Dataset entries

○ ○ ○

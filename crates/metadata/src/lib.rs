pub mod assets;
pub mod coordinator;
pub mod http;
pub mod inflight;
pub mod resolver;

use std::path::PathBuf;

pub use assets::{AssetCache, FsAssetStore, SnapshotNormalizer};
pub use coordinator::ScrapeCoordinator;
pub use http::HttpAssetFetcher;
pub use inflight::InFlightRegistry;
pub use resolver::IdentifierResolver;

/// Engine-wide configuration.
#[derive(Debug, Clone)]
pub struct EngineConfig {
    /// Where `FsAssetStore` keeps downloaded blobs.
    pub asset_dir: PathBuf,
    /// Hosts whose URLs wrap an original URI behind a snapshot marker,
    /// e.g. `web.archive.org/web/20210101000000/https://img.example/a.png`.
    pub archive_hosts: Vec<String>,
    pub default_language: String,
    pub http_timeout_secs: u64,
}

impl Default for EngineConfig {
    fn default() -> Self {
        Self {
            asset_dir: PathBuf::from("/tmp/scrapefin_assets"),
            archive_hosts: vec!["web.archive.org/web".into()],
            default_language: "en-US".into(),
            http_timeout_secs: 30,
        }
    }
}

impl EngineConfig {
    pub fn snapshot_normalizer(&self) -> SnapshotNormalizer {
        SnapshotNormalizer::new(self.archive_hosts.iter().cloned())
    }
}
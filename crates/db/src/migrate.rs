use sqlx::SqlitePool;
use tracing::info;

const MIGRATIONS: &[(&str, &str)] = &[
    (
        "001_catalog_schema",
        include_str!("../migrations/001_catalog_schema.sql"),
    ),
    ("002_assets", include_str!("../migrations/002_assets.sql")),
];

/// Run forward-only migrations. Tracks applied migrations in a `_migrations` table.
pub async fn run(pool: &SqlitePool) -> Result<(), sqlx::Error> {
    sqlx::query(
        "CREATE TABLE IF NOT EXISTS _migrations (
            name TEXT PRIMARY KEY,
            applied_ts INTEGER NOT NULL
        )",
    )
    .execute(pool)
    .await?;

    for (name, sql) in MIGRATIONS {
        let applied: Option<(String,)> =
            sqlx::query_as("SELECT name FROM _migrations WHERE name = ?")
                .bind(name)
                .fetch_optional(pool)
                .await?;

        if applied.is_some() {
            continue;
        }

        info!(migration = name, "applying migration");
        let mut tx = pool.begin().await?;
        for statement in sql.split(';') {
            let trimmed = statement.trim();
            if trimmed.is_empty() {
                continue;
            }
            sqlx::query(trimmed).execute(&mut *tx).await?;
        }

        sqlx::query("INSERT INTO _migrations (name, applied_ts) VALUES (?, ?)")
            .bind(name)
            .bind(chrono::Utc::now().timestamp())
            .execute(&mut *tx)
            .await?;
        tx.commit().await?;

        info!(migration = name, "migration applied");
    }

    Ok(())
}
pub mod catalog;
pub mod cli;
pub mod config;
pub mod scan;
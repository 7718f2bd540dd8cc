use serde::{Deserialize, Serialize};

use crate::error::FailureReason;
use crate::keys::{CatalogKey, EpisodeId, SeasonId, SeriesId};

/// One parent → children hop in the catalog hierarchy.
pub trait Level: Send + Sync + 'static {
    type Parent: CatalogKey;
    type Child: CatalogKey;

    /// Label used in log fields.
    const NAME: &'static str;
}

/// Seasons listed under a series.
#[derive(Debug)]
pub enum Seasons {}

impl Level for Seasons {
    type Parent = SeriesId;
    type Child = SeasonId;
    const NAME: &'static str = "seasons";
}

/// Episodes listed under a season.
#[derive(Debug)]
pub enum Episodes {}

impl Level for Episodes {
    type Parent = SeasonId;
    type Child = EpisodeId;
    const NAME: &'static str = "episodes";
}

/// A child entity as reported by the catalog and as kept in the local store.
#[derive(Debug, Clone, PartialEq, Serialize, Deserialize)]
pub struct ChildDescriptor<K> {
    pub key: K,
    /// Catalog-native ordinal ("9" for a season, "700" or "12.5" for an episode).
    pub ordinal: Option<String>,
    pub title: String,
    #[serde(default)]
    pub payload: serde_json::Value,
}

impl<K> ChildDescriptor<K> {
    pub fn new(key: K, ordinal: Option<&str>, title: impl Into<String>) -> Self {
        Self {
            key,
            ordinal: ordinal.map(str::to_string),
            title: title.into(),
            payload: serde_json::Value::Null,
        }
    }

    pub fn with_payload(mut self, payload: serde_json::Value) -> Self {
        self.payload = payload;
        self
    }
}

/// Catalog ordinals are matched as text; numeric input is rendered without padding.
pub fn ordinal_token(ordinal: u32) -> String {
    ordinal.to_string()
}

/// Input to the identifier resolver.
#[derive(Debug, Clone, PartialEq, Eq)]
pub struct ResolutionQuery<P> {
    pub parent: P,
    pub candidate_name: String,
    pub candidate_ordinal: Option<u32>,
    pub language: String,
    /// 1-based position among catalog entries sharing `candidate_ordinal`.
    pub duplicate_ordinal: Option<u32>,
}

impl<P> ResolutionQuery<P> {
    pub fn new(parent: P, candidate_name: impl Into<String>, language: impl Into<String>) -> Self {
        Self {
            parent,
            candidate_name: candidate_name.into(),
            candidate_ordinal: None,
            language: language.into(),
            duplicate_ordinal: None,
        }
    }

    pub fn with_ordinal(mut self, ordinal: Option<u32>) -> Self {
        self.candidate_ordinal = ordinal;
        self
    }

    pub fn with_duplicate(mut self, duplicate: Option<u32>) -> Self {
        self.duplicate_ordinal = duplicate;
        self
    }
}

/// How a resolution was reached.
#[derive(Debug, Clone, Copy, PartialEq, Eq, Serialize, Deserialize)]
#[serde(rename_all = "snake_case")]
pub enum Confidence {
    ExactOrdinalMatch,
    NameSubstringMatch,
    NoMatch,
}

impl Confidence {
    pub fn as_str(self) -> &'static str {
        match self {
            Self::ExactOrdinalMatch => "exact_ordinal_match",
            Self::NameSubstringMatch => "name_substring_match",
            Self::NoMatch => "no_match",
        }
    }
}

impl std::fmt::Display for Confidence {
    fn fmt(&self, f: &mut std::fmt::Formatter<'_>) -> std::fmt::Result {
        f.write_str(self.as_str())
    }
}

/// Output of the identifier resolver. `NoMatch` is a normal outcome, not an error.
#[derive(Debug, Clone, PartialEq, Eq)]
pub struct ResolutionResult<K> {
    pub matched: Option<K>,
    pub confidence: Confidence,
}

impl<K> ResolutionResult<K> {
    pub fn exact(key: K) -> Self {
        Self {
            matched: Some(key),
            confidence: Confidence::ExactOrdinalMatch,
        }
    }

    pub fn by_name(key: K) -> Self {
        Self {
            matched: Some(key),
            confidence: Confidence::NameSubstringMatch,
        }
    }

    pub fn no_match() -> Self {
        Self {
            matched: None,
            confidence: Confidence::NoMatch,
        }
    }

    pub fn is_match(&self) -> bool {
        self.matched.is_some()
    }

    pub fn into_key(self) -> Option<K> {
        self.matched
    }
}

/// What a merge changed in the store.
#[derive(Debug, Clone, Copy, Default, PartialEq, Eq, Serialize, Deserialize)]
pub struct MergeSummary {
    pub fetched: usize,
    pub inserted: usize,
}

/// Result of `ensure_fresh`.
#[derive(Debug, Clone, PartialEq, Eq)]
pub enum ScrapeOutcome {
    Ok(MergeSummary),
    /// Data for the key was already present.
    Skipped,
    Failed(FailureReason),
    Cancelled,
}

impl ScrapeOutcome {
    pub fn as_str(&self) -> &'static str {
        match self {
            Self::Ok(_) => "ok",
            Self::Skipped => "skipped",
            Self::Failed(_) => "failed",
            Self::Cancelled => "cancelled",
        }
    }

    /// True when the store holds data for the key afterwards.
    pub fn is_fresh(&self) -> bool {
        matches!(self, Self::Ok(_) | Self::Skipped)
    }
}

impl std::fmt::Display for ScrapeOutcome {
    fn fmt(&self, f: &mut std::fmt::Formatter<'_>) -> std::fmt::Result {
        match self {
            Self::Failed(reason) => write!(f, "failed: {reason}"),
            other => f.write_str(other.as_str()),
        }
    }
}

/// Result of `ensure_cached`.
#[derive(Debug, Clone, PartialEq, Eq)]
pub enum AssetOutcome {
    Ok,
    Failed(FailureReason),
    Cancelled,
}

impl AssetOutcome {
    pub fn as_str(&self) -> &'static str {
        match self {
            Self::Ok => "ok",
            Self::Failed(_) => "failed",
            Self::Cancelled => "cancelled",
        }
    }
}

impl std::fmt::Display for AssetOutcome {
    fn fmt(&self, f: &mut std::fmt::Formatter<'_>) -> std::fmt::Result {
        match self {
            Self::Failed(reason) => write!(f, "failed: {reason}"),
            other => f.write_str(other.as_str()),
        }
    }
}

/// Where a remote asset lives locally.
#[derive(Debug, Clone, PartialEq, Eq, Serialize)]
pub struct AssetRecord {
    pub source_uri: String,
    pub local_blob_id: String,
    pub exists: bool,
}

#[cfg(test)]
mod tests {
    use super::*;

    #[test]
    fn no_match_carries_no_key() {
        let r: ResolutionResult<SeasonId> = ResolutionResult::no_match();
        assert!(!r.is_match());
        assert_eq!(r.confidence, Confidence::NoMatch);
        assert_eq!(r.into_key(), None);
    }

    #[test]
    fn outcome_freshness() {
        assert!(ScrapeOutcome::Skipped.is_fresh());
        assert!(ScrapeOutcome::Ok(MergeSummary::default()).is_fresh());
        assert!(!ScrapeOutcome::Cancelled.is_fresh());
        assert!(!ScrapeOutcome::Failed(FailureReason::Abandoned).is_fresh());
        assert_eq!(
            ScrapeOutcome::Failed(FailureReason::Abandoned).to_string(),
            "failed: in-flight fetch ended without a result"
        );
    }

    #[test]
    fn ordinal_token_has_no_padding() {
        assert_eq!(ordinal_token(7), "7");
        assert_eq!(ordinal_token(700), "700");
    }
}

○ ○ ○

Your instructions.
How many of the lines above include the string "SnapshotNormalizer"? Give only the number.

Result for this task.
3